Send in e-mailSend in e-mail
Send in e-mailSend in e-mail

A 25-year-old Palestinian was violently arrested by Israeli soldiers after he was falsely accused of throwing stones during a clash in the West Bank. The man, Ansar Aasi, was released after being held for six days and was cleared of all suspicions.

In a video published Friday by the human rights group B'Tselem, Aasi can be seen working in a warehouse when a group of soldiers appears and arrests him. The soldiers then proceed to psychically attack Aasi with their rifles, kicking him while he's on the ground. B'Tselem said that as a result of the attack, the 25-year-old Palestinian required medical care.

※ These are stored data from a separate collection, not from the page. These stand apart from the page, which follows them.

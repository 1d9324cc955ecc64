// (c) Copyright 2025 Mikołaj Kuranowski
// SPDX-License-Identifier: MIT

use crate::{earth_distance, Graph, Node};

#[derive(Debug, Clone, Copy)]
struct KdNode {
    pivot: Node,
    left: Option<u32>,
    right: Option<u32>,
}

/// NodeIndex snaps positions to the nearest [Node] of a [Graph] using
/// a [k-d tree](https://en.wikipedia.org/wiki/K-d_tree) stored in a flat arena.
///
/// [Graph::find_nearest_node] has to look at every node, which quickly dominates
/// the time needed to answer a routing query on large graphs.
///
/// Latitude and longitude are split as if they were euclidean coordinates, which
/// breaks down around the antimeridian and the poles.
#[derive(Debug, Clone, Default)]
pub struct NodeIndex {
    nodes: Vec<KdNode>,
    root: Option<u32>,
}

impl NodeIndex {
    /// Builds an index over every node of the graph.
    pub fn new(graph: &Graph) -> Self {
        Self::from_iter(graph.iter().copied())
    }

    /// Builds an index over the nodes of a single region.
    pub fn for_region(graph: &Graph, region: u32) -> Self {
        Self::from_iter(graph.iter().filter(|n| n.region == region).copied())
    }

    pub fn from_iter<I: IntoIterator<Item = Node>>(nodes: I) -> Self {
        let mut pending = nodes.into_iter().collect::<Vec<_>>();
        let mut index = Self {
            nodes: Vec::with_capacity(pending.len()),
            root: None,
        };
        index.root = index.build(&mut pending, false);
        index
    }

    pub fn len(&self) -> usize {
        self.nodes.len()
    }

    pub fn is_empty(&self) -> bool {
        self.nodes.is_empty()
    }

    fn build(&mut self, nodes: &mut [Node], lon_divides: bool) -> Option<u32> {
        if nodes.is_empty() {
            return None;
        }

        if lon_divides {
            nodes.sort_by(|a, b| a.lon.total_cmp(&b.lon));
        } else {
            nodes.sort_by(|a, b| a.lat.total_cmp(&b.lat));
        }

        let median = nodes.len() / 2;
        let idx = self.nodes.len() as u32;
        self.nodes.push(KdNode {
            pivot: nodes[median],
            left: None,
            right: None,
        });

        let (left, pivot_and_right) = nodes.split_at_mut(median);
        let left = self.build(left, !lon_divides);
        let right = self.build(&mut pivot_and_right[1..], !lon_divides);

        let entry = &mut self.nodes[idx as usize];
        entry.left = left;
        entry.right = right;
        Some(idx)
    }

    /// Finds the closest indexed [Node] to the given position.
    /// Returns `None` only if the index is empty.
    pub fn find_nearest_node(&self, lat: f32, lon: f32) -> Option<Node> {
        let mut best: Option<(Node, f32)> = None;
        if let Some(root) = self.root {
            self.search(root, lat, lon, false, &mut best);
        }
        best.map(|(n, _)| n)
    }

    fn search(&self, idx: u32, lat: f32, lon: f32, lon_divides: bool, best: &mut Option<(Node, f32)>) {
        let kd = &self.nodes[idx as usize];
        let dist = earth_distance(lat, lon, kd.pivot.lat, kd.pivot.lon);
        if best.is_none_or(|(_, best_dist)| dist < best_dist) {
            *best = Some((kd.pivot, dist));
        }

        let first_left = if lon_divides {
            lon < kd.pivot.lon
        } else {
            lat < kd.pivot.lat
        };
        let (first, second) = if first_left {
            (kd.left, kd.right)
        } else {
            (kd.right, kd.left)
        };

        if let Some(branch) = first {
            self.search(branch, lat, lon, !lon_divides, best);
        }

        if let Some(branch) = second {
            // The other half may only hold a closer node if the splitting
            // line is closer than the best candidate.
            let (axis_lat, axis_lon) = if lon_divides {
                (lat, kd.pivot.lon)
            } else {
                (kd.pivot.lat, lon)
            };
            let dist_to_axis = earth_distance(lat, lon, axis_lat, axis_lon);
            if best.is_none_or(|(_, best_dist)| dist_to_axis < best_dist) {
                self.search(branch, lat, lon, !lon_divides, best);
            }
        }
    }
}

#[cfg(test)]
mod tests {
    use super::*;

    fn nodes() -> Vec<Node> {
        [
            (1, 0.01, 0.01),
            (2, 0.01, 0.05),
            (3, 0.03, 0.09),
            (4, 0.04, 0.03),
            (5, 0.04, 0.07),
            (6, 0.07, 0.03),
            (7, 0.07, 0.01),
            (8, 0.08, 0.05),
            (9, 0.08, 0.09),
        ]
        .into_iter()
        .map(|(id, lat, lon)| Node {
            id,
            lat,
            lon,
            region: if lon < 0.05 { 1 } else { 2 },
        })
        .collect()
    }

    #[test]
    fn nearest_node() {
        let index = NodeIndex::from_iter(nodes());
        assert_eq!(index.len(), 9);
        assert_eq!(index.find_nearest_node(0.02, 0.02).map(|n| n.id), Some(1));
        assert_eq!(index.find_nearest_node(0.05, 0.03).map(|n| n.id), Some(4));
        assert_eq!(index.find_nearest_node(0.05, 0.08).map(|n| n.id), Some(5));
        assert_eq!(index.find_nearest_node(0.09, 0.06).map(|n| n.id), Some(8));
    }

    #[test]
    fn agrees_with_linear_scan() {
        let mut g = Graph::new();
        for n in nodes() {
            g.set_node(n);
        }
        let index = NodeIndex::new(&g);

        for i in 0..10 {
            for j in 0..10 {
                let (lat, lon) = (i as f32 * 0.01, j as f32 * 0.01);
                let expected = g.find_nearest_node(lat, lon).unwrap();
                let got = index.find_nearest_node(lat, lon).unwrap();
                assert_eq!(
                    earth_distance(lat, lon, expected.lat, expected.lon),
                    earth_distance(lat, lon, got.lat, got.lon),
                );
            }
        }
    }

    #[test]
    fn region_filter() {
        let mut g = Graph::new();
        for n in nodes() {
            g.set_node(n);
        }
        let index = NodeIndex::for_region(&g, 2);
        assert_eq!(index.find_nearest_node(0.02, 0.02).map(|n| n.id), Some(2));
    }

    #[test]
    fn empty() {
        let index = NodeIndex::from_iter(std::iter::empty());
        assert!(index.is_empty());
        assert_eq!(index.find_nearest_node(0.0, 0.0), None);
    }
}
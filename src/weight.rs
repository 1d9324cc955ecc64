// (c) Copyright 2025 Mikołaj Kuranowski
// SPDX-License-Identifier: MIT

use std::fmt::Debug;
use std::ops::{Add, Sub};

/// Numeric type usable as an edge weight by the [astar](crate::astar) engine.
///
/// Weights must be totally ordered in practice (no NaNs) and support addition
/// and subtraction. Reduced weights computed by the engine may be transiently
/// negative, which is why unsigned integers are not supported.
///
/// `EPSILON` is the smallest difference the engine treats as an improvement.
/// Integer weights use zero; floating-point weights use a small tolerance
/// to avoid endless relaxations caused by rounding noise.
pub trait AStarWeight: Copy + PartialOrd + Debug + Add<Output = Self> + Sub<Output = Self> {
    const ZERO: Self;
    const EPSILON: Self;

    /// Stands for "unreachable".
    const MAX: Self;
}

impl AStarWeight for f32 {
    const ZERO: Self = 0.0;
    const EPSILON: Self = 1e-4;
    const MAX: Self = f32::INFINITY;
}

impl AStarWeight for f64 {
    const ZERO: Self = 0.0;
    const EPSILON: Self = 1e-6;
    const MAX: Self = f64::INFINITY;
}

impl AStarWeight for i32 {
    const ZERO: Self = 0;
    const EPSILON: Self = 0;
    const MAX: Self = i32::MAX;
}

impl AStarWeight for i64 {
    const ZERO: Self = 0;
    const EPSILON: Self = 0;
    const MAX: Self = i64::MAX;
}

/// Returns the greater of two weights, preferring `a` if they are not comparable.
#[inline]
pub fn max_weight<W: AStarWeight>(a: W, b: W) -> W {
    if b > a {
        b
    } else {
        a
    }
}

#[cfg(test)]
mod tests {
    use super::*;

    #[test]
    fn max_weight_picks_greater() {
        assert_eq!(max_weight(1.5_f64, 2.5), 2.5);
        assert_eq!(max_weight(-3_i64, 0), 0);
        assert_eq!(max_weight(-1e-9_f64, f64::ZERO), 0.0);
    }

    #[test]
    fn max_is_unreachable() {
        let inf = <f64 as AStarWeight>::MAX;
        assert!(inf - <f64 as AStarWeight>::EPSILON >= inf);
        assert!(inf + 1.0 >= inf);
        assert_eq!(
            <i64 as AStarWeight>::MAX - <i64 as AStarWeight>::EPSILON,
            i64::MAX
        );
    }
}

According to the group, after the arrest, Aasi was in jail for two days before being questioned by the police, who reportedly told him that the soldiers had seen him throwing stones during clashes in the West Bank town of al-Bireh earlier this month. The Palestinian denied the allegation and reportedly offered an alibi, which the rights group claims went ignored until he was taken to the Ofer Military Court and the video documenting his arrest was screened. He was then released, some 10 days ago.

Speaking with Haaretz, Aasi said that he tried to tell the soldiers that he was not involved in the clashes, but that they refused to listen, beating him instead. "From the beginning I told the investigators that I didn’t throw any stones and that I have proof, but they took their time before looking into it, and I sat in detention for six days for no reason. It was a nightmare," he said. "They took me to some place, I didn't know where. It was very cold and I was wearing a t-shirt. I haven't slept for days because of the injuries," he said.

The IDF said in response that "an initial investigation of the event indicates the soldiers' behavior was incongruent with what is expected of an IDF soldier. The incident is being examined by commanders and disciplinary action will be taken according to its results."